Violence by anyone against anyone is wrong. Any person expressing that they are afraid of violence is making a valid statement describing their feelings and I have no desire or intention to attack or deny their lived experience. Everyone should be free to walk the streets of their country at all times without concern as to their safety. There are deep rooted social issues at play about gender norms and abuse within relationships but they are beyond the scope of this article, although they are equally worthy of discussion. I am responding here specifically to the language used in posts about ‘all’ women feeling ‘afraid’ to go out in society in case they experience violence or harassment from a stranger.

I know for a fact that the statements alleging that ‘all women’ are fearful and taking constant steps to protect themselves is not true. Because I don’t live that way. And nor do my female relatives, as you will see. Now, thats not to shame or blame anyone who does. Not at all. But equally my experience is valid and it makes me want to ask the simple question: Why? What difference exists that allows me to positively enjoy walking city streets late at night and to have a hobby of photographing graffiti down back alleys in solitude, the world over while others find it hard to walk home from the local?

Is it connected to language and family story-telling?

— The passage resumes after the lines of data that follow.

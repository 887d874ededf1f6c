//! Model descriptors.
//!
//! One [`ModelInfo`] exists per mapped class, created by the metadata cache
//! and kept current through mapper-configured events. The descriptor is the
//! uniform view over a class: primary keys, plain columns (composite backing
//! columns excluded), composites, and relationships, plus identity-key
//! resolution and the model-wide validation cascade.

use std::collections::{HashMap, HashSet};
use std::rc::Rc;
use std::sync::{Arc, RwLock};

use sqlform_core::error::{Error, Result, ValidationError, ValidationErrors};
use sqlform_core::instance::{Entity, EntityRef};
use sqlform_core::mapper::{EntityKey, InstanceCleanHook, MapperDef, RelationDef};
use sqlform_core::registry::MapperRegistry;
use sqlform_core::validators::Validator;
use sqlform_core::value::Value;

use crate::cache::MetaCache;
use crate::column::{ColumnInfo, SpecializationRegistry};
use crate::composite::CompositeInfo;
use crate::identity::{IdentityKey, PrimaryKey};
use crate::relation::RelationInfo;

/// Uniform field lookup result.
#[derive(Debug, Clone)]
pub enum FieldRef {
    /// A primary key column.
    PrimaryKey(ColumnInfo),
    /// A plain column.
    Column(ColumnInfo),
    /// A composite attribute.
    Composite(CompositeInfo),
    /// A relationship attribute.
    Relation(RelationInfo),
}

#[derive(Debug, Default)]
struct ModelState {
    def: Option<Arc<MapperDef>>,
    table_name: String,
    primary_keys: Vec<String>,
    columns: Vec<ColumnInfo>,
    composites: Vec<CompositeInfo>,
    relations: Vec<RelationInfo>,
    pending_relations: Vec<RelationDef>,
    validators: Vec<Validator<EntityRef>>,
    clean: Option<InstanceCleanHook>,
}

/// Descriptor for one mapped class.
///
/// Handle type is `Arc<ModelInfo>`; the cache guarantees one instance per
/// class, so `Arc::ptr_eq` answers "same descriptor". Interior state is
/// refreshed in place as configuration events arrive.
#[derive(Debug)]
pub struct ModelInfo {
    class: EntityKey,
    state: RwLock<ModelState>,
}

impl ModelInfo {
    pub(crate) fn new(class: EntityKey) -> Self {
        Self {
            class,
            state: RwLock::new(ModelState::default()),
        }
    }

    /// Recompute interior state from the latest mapper definition.
    ///
    /// Relations whose target class is not yet registered stay pending and
    /// resolve on a later event.
    pub(crate) fn refresh(
        &self,
        def: &Arc<MapperDef>,
        mappers: &MapperRegistry,
        rules: &SpecializationRegistry,
    ) {
        let composites: Vec<CompositeInfo> = def
            .composites
            .iter()
            .map(|c| CompositeInfo::from_def(c, rules))
            .collect();

        let backing: HashSet<String> = composites
            .iter()
            .flat_map(CompositeInfo::backing_columns)
            .collect();

        let primary_keys: Vec<String> = def
            .table
            .primary_key_columns()
            .iter()
            .map(|c| c.name.clone())
            .collect();

        let columns: Vec<ColumnInfo> = def
            .table
            .columns
            .iter()
            .filter(|c| !backing.contains(&c.name))
            .map(|c| ColumnInfo::with_registry(c.clone(), rules))
            .collect();

        let mut relations = Vec::new();
        let mut pending = Vec::new();
        for relation in &def.relations {
            match mappers.get(&relation.target) {
                Some(related) => {
                    relations.push(RelationInfo::from_def(relation.clone(), def, &related));
                }
                None => pending.push(relation.clone()),
            }
        }

        let mut state = self.state.write().unwrap();
        state.def = Some(Arc::clone(def));
        state.table_name = def.table.name.clone();
        state.primary_keys = primary_keys;
        state.columns = columns;
        state.composites = composites;
        state.relations = relations;
        state.pending_relations = pending;
        state.validators = def.validators.clone();
        state.clean = def.clean.clone();
    }

    /// Retry pending relations after some other mapper registered.
    pub(crate) fn resolve_pending(&self, mappers: &MapperRegistry) {
        let needs_retry = {
            let state = self.state.read().unwrap();
            !state.pending_relations.is_empty()
        };
        if !needs_retry {
            return;
        }
        let (def, pending) = {
            let state = self.state.read().unwrap();
            (state.def.clone(), state.pending_relations.clone())
        };
        let Some(def) = def else { return };
        let mut resolved = Vec::new();
        let mut still_pending = Vec::new();
        for relation in pending {
            match mappers.get(&relation.target) {
                Some(related) => {
                    resolved.push(RelationInfo::from_def(relation, &def, &related));
                }
                None => still_pending.push(relation),
            }
        }
        if !resolved.is_empty() {
            tracing::debug!(
                model = %self.class,
                resolved = resolved.len(),
                "Late-declared relations resolved"
            );
        }
        let mut state = self.state.write().unwrap();
        state.relations.extend(resolved);
        state.pending_relations = still_pending;
    }

    /// The class this descriptor reflects.
    #[must_use]
    pub fn class(&self) -> &EntityKey {
        &self.class
    }

    /// Mapped table name.
    #[must_use]
    pub fn table_name(&self) -> String {
        self.state.read().unwrap().table_name.clone()
    }

    /// Primary key column names, in key order.
    #[must_use]
    pub fn primary_keys(&self) -> Vec<String> {
        self.state.read().unwrap().primary_keys.clone()
    }

    /// Plain column descriptors (composite backing columns excluded).
    #[must_use]
    pub fn columns(&self) -> Vec<ColumnInfo> {
        self.state.read().unwrap().columns.clone()
    }

    /// Plain column names, in table order.
    #[must_use]
    pub fn property_names(&self) -> Vec<String> {
        self.state
            .read()
            .unwrap()
            .columns
            .iter()
            .map(|c| c.name().to_string())
            .collect()
    }

    /// Look up a plain column descriptor.
    #[must_use]
    pub fn column(&self, name: &str) -> Option<ColumnInfo> {
        self.state
            .read()
            .unwrap()
            .columns
            .iter()
            .find(|c| c.name() == name)
            .cloned()
    }

    /// Composite descriptors.
    #[must_use]
    pub fn composites(&self) -> Vec<CompositeInfo> {
        self.state.read().unwrap().composites.clone()
    }

    /// Look up a composite descriptor.
    #[must_use]
    pub fn composite(&self, name: &str) -> Option<CompositeInfo> {
        self.state
            .read()
            .unwrap()
            .composites
            .iter()
            .find(|c| c.name() == name)
            .cloned()
    }

    /// Relationship descriptors.
    #[must_use]
    pub fn relations(&self) -> Vec<RelationInfo> {
        self.state.read().unwrap().relations.clone()
    }

    /// Relationship attribute names.
    #[must_use]
    pub fn relation_names(&self) -> Vec<String> {
        self.state
            .read()
            .unwrap()
            .relations
            .iter()
            .map(|r| r.name().to_string())
            .collect()
    }

    /// Look up a relationship descriptor.
    #[must_use]
    pub fn relation(&self, name: &str) -> Option<RelationInfo> {
        self.state
            .read()
            .unwrap()
            .relations
            .iter()
            .find(|r| r.name() == name)
            .cloned()
    }

    /// Uniform field lookup across primary keys, columns, composites, and
    /// relationships, in that order. Unknown names are an error, never a
    /// silent miss.
    pub fn get_field(&self, name: &str) -> Result<FieldRef> {
        let state = self.state.read().unwrap();
        if state.primary_keys.iter().any(|pk| pk == name) {
            if let Some(column) = state.columns.iter().find(|c| c.name() == name) {
                return Ok(FieldRef::PrimaryKey(column.clone()));
            }
        }
        if let Some(column) = state.columns.iter().find(|c| c.name() == name) {
            return Ok(FieldRef::Column(column.clone()));
        }
        if let Some(composite) = state.composites.iter().find(|c| c.name() == name) {
            return Ok(FieldRef::Composite(composite.clone()));
        }
        if let Some(relation) = state.relations.iter().find(|r| r.name() == name) {
            return Ok(FieldRef::Relation(relation.clone()));
        }
        Err(Error::UnknownField {
            model: self.class.to_string(),
            field: name.to_string(),
        })
    }

    /// Identity key of an instance, or `None` when any primary key
    /// attribute is unset or null.
    #[must_use]
    pub fn identity_key_from_instance(&self, instance: &Entity) -> Option<IdentityKey> {
        let values = self.pk_values(|name| instance.get(name).cloned())?;
        Some(IdentityKey::new(self.class.clone(), values))
    }

    /// Identity key from a plain attribute map, or `None` when any primary
    /// key value is absent or null.
    #[must_use]
    pub fn identity_key_from_dict(&self, values: &HashMap<String, Value>) -> Option<IdentityKey> {
        let pk = self.pk_values(|name| values.get(name).cloned())?;
        Some(IdentityKey::new(self.class.clone(), pk))
    }

    /// Primary key values of an instance, shaped by cardinality.
    #[must_use]
    pub fn primary_keys_from_instance(&self, instance: &Entity) -> Option<PrimaryKey> {
        self.pk_values(|name| instance.get(name).cloned())
            .map(PrimaryKey::from_values)
    }

    /// Primary key values from a plain attribute map, shaped by cardinality.
    #[must_use]
    pub fn primary_keys_from_dict(&self, values: &HashMap<String, Value>) -> Option<PrimaryKey> {
        self.pk_values(|name| values.get(name).cloned())
            .map(PrimaryKey::from_values)
    }

    fn pk_values<F>(&self, mut read: F) -> Option<Vec<Value>>
    where
        F: FnMut(&str) -> Option<Value>,
    {
        let state = self.state.read().unwrap();
        if state.primary_keys.is_empty() {
            return None;
        }
        let mut values = Vec::with_capacity(state.primary_keys.len());
        for pk in &state.primary_keys {
            match read(pk) {
                Some(value) if !value.is_null() => values.push(value),
                _ => return None,
            }
        }
        Some(values)
    }

    /// Clean the instance's plain column attributes in place.
    ///
    /// Same skip rule as composites: a blank attribute is skipped when the
    /// column is nullable, defaulted, or not required; a blank attribute
    /// that is none of those fails with a `required` error.
    pub fn clean_fields(
        &self,
        instance: &EntityRef,
        exclude: &[&str],
    ) -> Result<(), ValidationError> {
        let columns = self.columns();
        let mut errs = ValidationErrors::new();
        let mut entity = instance.borrow_mut();
        for column in &columns {
            if exclude.contains(&column.name()) {
                continue;
            }
            let raw = entity.get(column.name()).cloned().unwrap_or(Value::Null);
            if raw.is_blank() {
                if column.nullable() || column.has_default() || !column.required() {
                    continue;
                }
                errs.add(
                    column.name(),
                    ValidationError::coded("this field is required", "required"),
                );
                continue;
            }
            match column.clean_value(&raw) {
                Ok(cleaned) => entity.set(column.name(), cleaned),
                Err(err) => errs.add(column.name(), err),
            }
        }
        errs.result()
    }

    /// Run the whole validation cascade for an instance.
    ///
    /// Stages always run in order: plain fields, composites, loaded
    /// relations (cyclic graphs terminate through the visited set),
    /// model-level validators, then the instance clean hook. All failures
    /// aggregate into one nested error, raised once.
    pub fn full_clean(
        &self,
        instance: &EntityRef,
        cache: &MetaCache,
        exclude: &[&str],
    ) -> Result<(), ValidationError> {
        let mut visited = HashSet::new();
        self.full_clean_inner(instance, cache, exclude, &mut visited)
    }

    fn full_clean_inner(
        &self,
        instance: &EntityRef,
        cache: &MetaCache,
        exclude: &[&str],
        visited: &mut HashSet<usize>,
    ) -> Result<(), ValidationError> {
        visited.insert(Rc::as_ptr(instance) as usize);
        let mut errs = ValidationErrors::new();

        if let Err(err) = self.clean_fields(instance, exclude) {
            errs.extend(err);
        }

        for composite in self.composites() {
            if exclude.contains(&composite.name()) {
                continue;
            }
            let mut entity = instance.borrow_mut();
            if let Some(value) = entity.composite_mut(composite.name()) {
                if let Err(err) = composite.full_clean(value, &[]) {
                    drop(entity);
                    errs.add(composite.name(), err);
                }
            }
        }

        for relation in self.relations() {
            if exclude.contains(&relation.name()) {
                continue;
            }
            let targets: Vec<EntityRef> = {
                let entity = instance.borrow();
                match entity.relation(relation.name()) {
                    Some(value) => value.iter_loaded().map(Rc::clone).collect(),
                    None => continue,
                }
            };
            for target in targets {
                if !visited.insert(Rc::as_ptr(&target) as usize) {
                    continue;
                }
                let Some(related_info) = cache.get(relation.target()) else {
                    tracing::warn!(
                        model = %self.class,
                        relation = relation.name(),
                        target = %relation.target(),
                        "Related class has no descriptor; skipping cascade"
                    );
                    continue;
                };
                if let Err(err) = related_info.full_clean_inner(&target, cache, &[], visited) {
                    errs.add(relation.name(), err);
                }
            }
        }

        let validators = {
            let state = self.state.read().unwrap();
            state.validators.clone()
        };
        for validator in &validators {
            if let Err(err) = validator.check(instance) {
                errs.extend(err);
            }
        }

        let clean = {
            let state = self.state.read().unwrap();
            state.clean.clone()
        };
        if let Some(hook) = clean {
            if let Err(err) = hook.call(instance) {
                errs.extend(err);
            }
        }

        errs.result()
    }
}
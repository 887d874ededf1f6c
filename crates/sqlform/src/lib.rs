//! SQLForm Rust: model metadata introspection, validation cascades, form
//! binding, and object-graph plumbing for SQL-mapped entities.
//!
//! The facade re-exports the workspace layers:
//!
//! - `sqlform-core` — mapper definitions, registry, values, validators,
//!   error trees, runtime instances.
//! - `sqlform-meta` — the cached descriptor engine ([`MetaCache`],
//!   [`ModelInfo`] and the per-field descriptors).
//! - `sqlform-forms` — form-field synthesis ([`FieldBuilder`],
//!   [`fields_for_model`], relationship choice fields).
//! - `sqlform-graph` — graph serialize/deserialize/clone.
//!
//! ```
//! use std::sync::Arc;
//! use sqlform::prelude::*;
//!
//! let registry = Arc::new(MapperRegistry::new());
//! registry.register(MapperDef::new(
//!     "Owner",
//!     TableDef::new("owners")
//!         .column(ColumnDef::new("id", LogicalType::Integer).primary_key())
//!         .column(ColumnDef::new("first_name", LogicalType::Text).nullable(false)),
//! ));
//!
//! let cache = MetaCache::new(registry);
//! let info = cache.get_or_build(&EntityKey::new("Owner")).unwrap();
//! assert_eq!(info.primary_keys(), vec!["id"]);
//! ```

pub use sqlform_core::{
    CompositeValue, Entity, EntityRef, Error, ErrorMessage, NON_FIELD_ERRORS, RelationValue,
    Result, ValidationError, ValidationErrors, Value, Widget,
};
pub use sqlform_core::mapper::{
    ColumnDef, CompositeCleanHook, CompositeDef, DefaultValue, EntityKey, ForeignKeyDef,
    InstanceCleanHook, MapperDef, RelationDef, RelationKind, TableDef,
};
pub use sqlform_core::registry::MapperRegistry;
pub use sqlform_core::types::{EnumDef, EnumTypeDef, EnumVariant, LogicalType};
pub use sqlform_core::validators::{self, Validator};

pub use sqlform_meta::{
    ColumnInfo, ColumnKind, CompositeInfo, FieldOptions, FieldRef, IdentityKey, MetaCache,
    MetaTarget, ModelInfo, PrimaryKey, RelationInfo, SpecializationRegistry, SpecializationRule,
    ValidationRunner, specialization_registry,
};

pub use sqlform_forms::{
    ColumnFormFieldExt, FieldBuilder, FormField, ModelChoiceField, ModelMultipleChoiceField,
    QueryContext, RelationFormFieldExt, field_builder, fields_for_model,
};

pub use sqlform_graph::{CloneSpec, RelationSpec, clone_entity, deserialize, serialize};

/// One-stop imports for hosts binding models to forms.
pub mod prelude {
    pub use sqlform_core::error::{
        Error, NON_FIELD_ERRORS, Result, ValidationError, ValidationErrors,
    };
    pub use sqlform_core::instance::{CompositeValue, Entity, EntityRef, RelationValue};
    pub use sqlform_core::mapper::{
        ColumnDef, CompositeDef, EntityKey, ForeignKeyDef, MapperDef, RelationDef, RelationKind,
        TableDef,
    };
    pub use sqlform_core::registry::MapperRegistry;
    pub use sqlform_core::types::{EnumDef, EnumTypeDef, LogicalType};
    pub use sqlform_core::validators::Validator;
    pub use sqlform_core::value::Value;
    pub use sqlform_core::widget::Widget;
    pub use sqlform_forms::{
        ColumnFormFieldExt, FieldBuilder, FormField, QueryContext, RelationFormFieldExt,
        fields_for_model,
    };
    pub use sqlform_graph::{CloneSpec, RelationSpec, clone_entity, deserialize, serialize};
    pub use sqlform_meta::{
        ColumnKind, FieldOptions, FieldRef, MetaCache, ModelInfo, PrimaryKey, ValidationRunner,
    };
}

I don’t have answers but I am a writer and many writers write to make sense of what is going on around them, to ponder questions more deeply. We think thorough our fingers moving on a keyboard or our hand moving a pen. This article is as much for me as it is you. But it’s also for the world at large because if I can have this freedom that everyone else should have, if we can understand where it comes from, maybe we can extend it to others. In the same way that medical breakthroughs can come by examining the person who seems immune to a disease, so we can usefully look at the tiny minority experience. It can be challenging to speak out and challenge the sweeping statements on social media. They are so heartfelt and genuine and true to those who make them. Yet, to not do so is to deny my life experiences, those who join me in what may well be a minority, and to potentially silence a discussion that may help others.

Where do I come from?

We all bring our experiences to this discussion. The media posts from women who have been attacked or have supported friends and family who have been attacked are redolent with that vital personal experience. Equally my thoughts are influenced by my background. I have university level education in law, and criminology and in both degrees my thesis was about violence to women. I have acted as a lawyer for victims and made protective orders for people of both genders as a Judge. I hold a Masters in creative writing have expertise in story-telling and am steeped in the impact of precise language both in writing and in oral advocacy. More recently my education is in psychology.

I am also the daughter of a Police officer who worked the scenes of crimes on many murders. As a child he would get a call out and I would turn on the local radio station to find the details of the murder we knew had happened. He found the forensics on the infamous Helen McCourt murder and still gives directions by the location of local murder scenes. I was not shielded or protected from information, did not grow up in bucolic countryside or in gated communities. I know of the violence. But I simply do not recognise myself in the “all women” comments.

Am I alone in this?

My first thought was, maybe this is because I have something missing in my brain. So I did a non-scientific poll on an extended family What’s App which includes women of two generations. Did any of them feel that they had to carry keys as a weapon when they walked home? Did they text people as they left and arrived on a journey? Did they fear being out alone? A long discussion ensued. All of the answers I got were: No. One said they would be aware of whether any one was behind them if they were walking their dogs in an isolated area at night but they still didn’t desist from going on that walk regularly and were not in fear. One said they didn’t particularly like the dark but they didn’t alter their behaviour at all. They did recognise that as a phenomenon, women were experiencing violence but it didn’t create a need in them to curtail their freedoms.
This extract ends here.